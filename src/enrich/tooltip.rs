//! Tooltip content rendering
//!
//! Produces the HTML fragment shown when a report cell is hovered or
//! focused. Output depends only on the entry, so repeated runs produce
//! byte-identical fragments.

use std::fmt::Write;

use crate::enrich::escape_html;
use crate::models::{format_timestamp, TooltipEntry};

const MARKER_ON: &str = "&#10003;";
const MARKER_OFF: &str = "&#10007;";

fn section(out: &mut String, header: &str, body: &str) {
    let _ = write!(
        out,
        "<div class=\"tooltip-section\"><div class=\"tooltip-header\">{}</div>{}</div>",
        header, body
    );
}

fn flag(enabled: bool, on_label: &str, off_label: &str) -> String {
    if enabled {
        format!("<span class=\"tooltip-flag tooltip-flag-on\">{} {}</span>", MARKER_ON, on_label)
    } else {
        format!("<span class=\"tooltip-flag\">{} {}</span>", MARKER_OFF, off_label)
    }
}

/// Render the tooltip body for one entry
pub fn render_tooltip(entry: &TooltipEntry) -> String {
    let mut out = String::with_capacity(1024);
    out.push_str("<div class=\"tooltip-content\">");

    section(
        &mut out,
        "Entity",
        &format!(
            "<div class=\"tooltip-value\">{} <span class=\"tooltip-type\">({})</span></div>",
            escape_html(&entry.entity_name),
            escape_html(&entry.entity_type)
        ),
    );

    section(
        &mut out,
        "Principal",
        &format!("<div class=\"tooltip-value\">{}</div>", escape_html(&entry.principal)),
    );

    section(
        &mut out,
        "Role",
        &format!(
            "<div class=\"tooltip-value\">{}</div><div class=\"tooltip-description\">{}</div>",
            escape_html(&entry.role),
            escape_html(&entry.role_description)
        ),
    );

    let details = &entry.details;
    section(
        &mut out,
        "Properties",
        &format!(
            "<div class=\"tooltip-value\">{}<br>{}</div>\
             <div class=\"tooltip-meta\">Source: {}<br>Created: {}<br>Modified: {}</div>",
            flag(entry.inherited, "Inherited", "Not inherited"),
            flag(entry.propagate, "Propagates to children", "Does not propagate"),
            details.source,
            format_timestamp(details.created_date.as_ref()),
            format_timestamp(details.modified_date.as_ref())
        ),
    );

    if !details.capabilities.is_empty() {
        let mut list = String::from("<ul class=\"tooltip-permissions\">");
        for capability in &details.capabilities {
            let _ = write!(list, "<li>{}</li>", escape_html(capability));
        }
        list.push_str("</ul>");
        section(&mut out, "Permissions", &list);
    }

    out.push_str("</div>");
    out
}

#[cfg(test)]
mod tests {
    use super::*;
    use crate::models::{PermissionSource, TooltipDetails};

    fn entry() -> TooltipEntry {
        TooltipEntry {
            entity_name: "VM-Web01".to_string(),
            entity_type: "VirtualMachine".to_string(),
            principal: "DOMAIN\\webadmins".to_string(),
            role: "VirtualMachinePowerUser".to_string(),
            role_description: "Power users <3".to_string(),
            inherited: true,
            propagate: false,
            details: TooltipDetails {
                created_date: None,
                modified_date: None,
                source: PermissionSource::Object,
                capabilities: vec!["Power on".to_string(), "Snapshots".to_string()],
            },
        }
    }

    #[test]
    fn test_sections_in_order() {
        let html = render_tooltip(&entry());
        let positions: Vec<usize> = ["Entity", "Principal", "Role", "Properties", "Permissions"]
            .iter()
            .map(|header| html.find(&format!(">{}</div>", header)).unwrap())
            .collect();
        assert!(positions.windows(2).all(|pair| pair[0] < pair[1]));
    }

    #[test]
    fn test_flags_have_distinct_markers() {
        let html = render_tooltip(&entry());
        assert!(html.contains("tooltip-flag-on\">&#10003; Inherited"));
        assert!(html.contains("&#10007; Does not propagate"));
    }

    #[test]
    fn test_one_bullet_per_capability() {
        let html = render_tooltip(&entry());
        assert_eq!(html.matches("<li>").count(), 2);
        assert!(html.contains("<li>Power on</li><li>Snapshots</li>"));
    }

    #[test]
    fn test_permissions_section_omitted_without_capabilities() {
        let mut e = entry();
        e.details.capabilities.clear();
        let html = render_tooltip(&e);
        assert!(!html.contains("Permissions"));
        assert!(!html.contains("<ul"));
    }

    #[test]
    fn test_text_is_escaped_and_output_deterministic() {
        let html = render_tooltip(&entry());
        assert!(html.contains("Power users &lt;3"));
        assert!(html.contains("Created: N/A"));
        assert_eq!(html, render_tooltip(&entry()));
    }
}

# WORK REQUIRED:
Copy task. Give back the whole listing exactly as written.

# TASK RESULT:
filename src/enrich/tooltip.rs
//! Tooltip content rendering
//!
//! Produces the HTML fragment shown when a report cell is hovered or
//! focused. Output depends only on the entry, so repeated runs produce
//! byte-identical fragments.

use std::fmt::Write;

use crate::enrich::escape_html;
use crate::models::{format_timestamp, TooltipEntry};

const MARKER_ON: &str = "&#10003;";
const MARKER_OFF: &str = "&#10007;";

fn section(out: &mut String, header: &str, body: &str) {
    let _ = write!(
        out,
        "<div class=\"tooltip-section\"><div class=\"tooltip-header\">{}</div>{}</div>",
        header, body
    );
}

fn flag(enabled: bool, on_label: &str, off_label: &str) -> String {
    if enabled {
        format!("<span class=\"tooltip-flag tooltip-flag-on\">{} {}</span>", MARKER_ON, on_label)
    } else {
        format!("<span class=\"tooltip-flag\">{} {}</span>", MARKER_OFF, off_label)
    }
}

/// Render the tooltip body for one entry
pub fn render_tooltip(entry: &TooltipEntry) -> String {
    let mut out = String::with_capacity(1024);
    out.push_str("<div class=\"tooltip-content\">");

    section(
        &mut out,
        "Entity",
        &format!(
            "<div class=\"tooltip-value\">{} <span class=\"tooltip-type\">({})</span></div>",
            escape_html(&entry.entity_name),
            escape_html(&entry.entity_type)
        ),
    );

    section(
        &mut out,
        "Principal",
        &format!("<div class=\"tooltip-value\">{}</div>", escape_html(&entry.principal)),
    );

    section(
        &mut out,
        "Role",
        &format!(
            "<div class=\"tooltip-value\">{}</div><div class=\"tooltip-description\">{}</div>",
            escape_html(&entry.role),
            escape_html(&entry.role_description)
        ),
    );

    let details = &entry.details;
    section(
        &mut out,
        "Properties",
        &format!(
            "<div class=\"tooltip-value\">{}<br>{}</div>\
             <div class=\"tooltip-meta\">Source: {}<br>Created: {}<br>Modified: {}</div>",
            flag(entry.inherited, "Inherited", "Not inherited"),
            flag(entry.propagate, "Propagates to children", "Does not propagate"),
            details.source,
            format_timestamp(details.created_date.as_ref()),
            format_timestamp(details.modified_date.as_ref())
        ),
    );

    if !details.capabilities.is_empty() {
        let mut list = String::from("<ul class=\"tooltip-permissions\">");
        for capability in &details.capabilities {
            let _ = write!(list, "<li>{}</li>", escape_html(capability));
        }
        list.push_str("</ul>");
        section(&mut out, "Permissions", &list);
    }

    out.push_str("</div>");
    out
}

#[cfg(test)]
mod tests {
    use super::*;
    use crate::models::{PermissionSource, TooltipDetails};

    fn entry() -> TooltipEntry {
        TooltipEntry {
            entity_name: "VM-Web01".to_string(),
            entity_type: "VirtualMachine".to_string(),
            principal: "DOMAIN\\webadmins".to_string(),
            role: "VirtualMachinePowerUser".to_string(),
            role_description: "Power users <3".to_string(),
            inherited: true,
            propagate: false,
            details: TooltipDetails {
                created_date: None,
                modified_date: None,
                source: PermissionSource::Object,
                capabilities: vec!["Power on".to_string(), "Snapshots".to_string()],
            },
        }
    }

    #[test]
    fn test_sections_in_order() {
        let html = render_tooltip(&entry());
        let positions: Vec<usize> = ["Entity", "Principal", "Role", "Properties", "Permissions"]
            .iter()
            .map(|header| html.find(&format!(">{}</div>", header)).unwrap())
            .collect();
        assert!(positions.windows(2).all(|pair| pair[0] < pair[1]));
    }

    #[test]
    fn test_flags_have_distinct_markers() {
        let html = render_tooltip(&entry());
        assert!(html.contains("tooltip-flag-on\">&#10003; Inherited"));
        assert!(html.contains("&#10007; Does not propagate"));
    }

    #[test]
    fn test_one_bullet_per_capability() {
        let html = render_tooltip(&entry());
        assert_eq!(html.matches("<li>").count(), 2);
        assert!(html.contains("<li>Power on</li><li>Snapshots</li>"));
    }

    #[test]
    fn test_permissions_section_omitted_without_capabilities() {
        let mut e = entry();
        e.details.capabilities.clear();
        let html = render_tooltip(&e);
        assert!(!html.contains("Permissions"));
        assert!(!html.contains("<ul"));
    }

    #[test]
    fn test_text_is_escaped_and_output_deterministic() {
        let html = render_tooltip(&entry());
        assert!(html.contains("Power users &lt;3"));
        assert!(html.contains("Created: N/A"));
        assert_eq!(html, render_tooltip(&entry()));
    }
}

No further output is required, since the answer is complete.